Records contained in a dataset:
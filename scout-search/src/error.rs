//! Error types for the scout-search crate.
//!
//! Provider-level errors are absorbed by the aggregator (a failing
//! provider contributes zero results), so most of these never reach a
//! caller of [`crate::Aggregator::search_all`]. They exist so that the
//! retry loop and the circuit breaker can tell the failure classes apart.
//! No API keys appear in error messages.

/// Errors that can occur while querying search providers.
#[derive(Debug, thiserror::Error)]
pub enum SearchError {
    /// The provider has no credential configured or cannot be reached at all.
    #[error("provider unavailable: {0}")]
    ProviderUnavailable(String),

    /// The provider answered 429 or 503. Retryable with backoff.
    #[error("rate limited: {0}")]
    RateLimited(String),

    /// A provider call exceeded its per-call timeout.
    #[error("search timed out: {0}")]
    Timeout(String),

    /// An HTTP request to a provider failed.
    #[error("HTTP error: {0}")]
    Http(String),

    /// Failed to parse a provider response body.
    #[error("parse error: {0}")]
    Parse(String),

    /// Invalid search configuration.
    #[error("config error: {0}")]
    Config(String),
}

impl SearchError {
    /// Returns `true` when the failing call may succeed if retried after a
    /// backoff. Only rate limiting qualifies; everything else makes the
    /// provider return empty for this call.
    pub fn is_retryable(&self) -> bool {
        matches!(self, Self::RateLimited(_))
    }

    /// Returns `true` when the failure should count against the provider's
    /// circuit breaker. An unconfigured provider is skipped, not broken.
    pub fn counts_as_failure(&self) -> bool {
        !matches!(self, Self::ProviderUnavailable(_) | Self::Config(_))
    }
}

/// Convenience type alias for scout-search results.
pub type Result<T> = std::result::Result<T, SearchError>;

| EXERCISE DESCRIPTION |
Exactly as given, set down all of the lines above.

| RESPONSE FOR THIS EXERCISE |
filename scout-search/src/error.rs
//! Error types for the scout-search crate.
//!
//! Provider-level errors are absorbed by the aggregator (a failing
//! provider contributes zero results), so most of these never reach a
//! caller of [`crate::Aggregator::search_all`]. They exist so that the
//! retry loop and the circuit breaker can tell the failure classes apart.
//! No API keys appear in error messages.

/// Errors that can occur while querying search providers.
#[derive(Debug, thiserror::Error)]
pub enum SearchError {
    /// The provider has no credential configured or cannot be reached at all.
    #[error("provider unavailable: {0}")]
    ProviderUnavailable(String),

    /// The provider answered 429 or 503. Retryable with backoff.
    #[error("rate limited: {0}")]
    RateLimited(String),

    /// A provider call exceeded its per-call timeout.
    #[error("search timed out: {0}")]
    Timeout(String),

    /// An HTTP request to a provider failed.
    #[error("HTTP error: {0}")]
    Http(String),

    /// Failed to parse a provider response body.
    #[error("parse error: {0}")]
    Parse(String),

    /// Invalid search configuration.
    #[error("config error: {0}")]
    Config(String),
}

impl SearchError {
    /// Returns `true` when the failing call may succeed if retried after a
    /// backoff. Only rate limiting qualifies; everything else makes the
    /// provider return empty for this call.
    pub fn is_retryable(&self) -> bool {
        matches!(self, Self::RateLimited(_))
    }

    /// Returns `true` when the failure should count against the provider's
    /// circuit breaker. An unconfigured provider is skipped, not broken.
    pub fn counts_as_failure(&self) -> bool {
        !matches!(self, Self::ProviderUnavailable(_) | Self::Config(_))
    }
}

/// Convenience type alias for scout-search results.
pub type Result<T> = std::result::Result<T, SearchError>;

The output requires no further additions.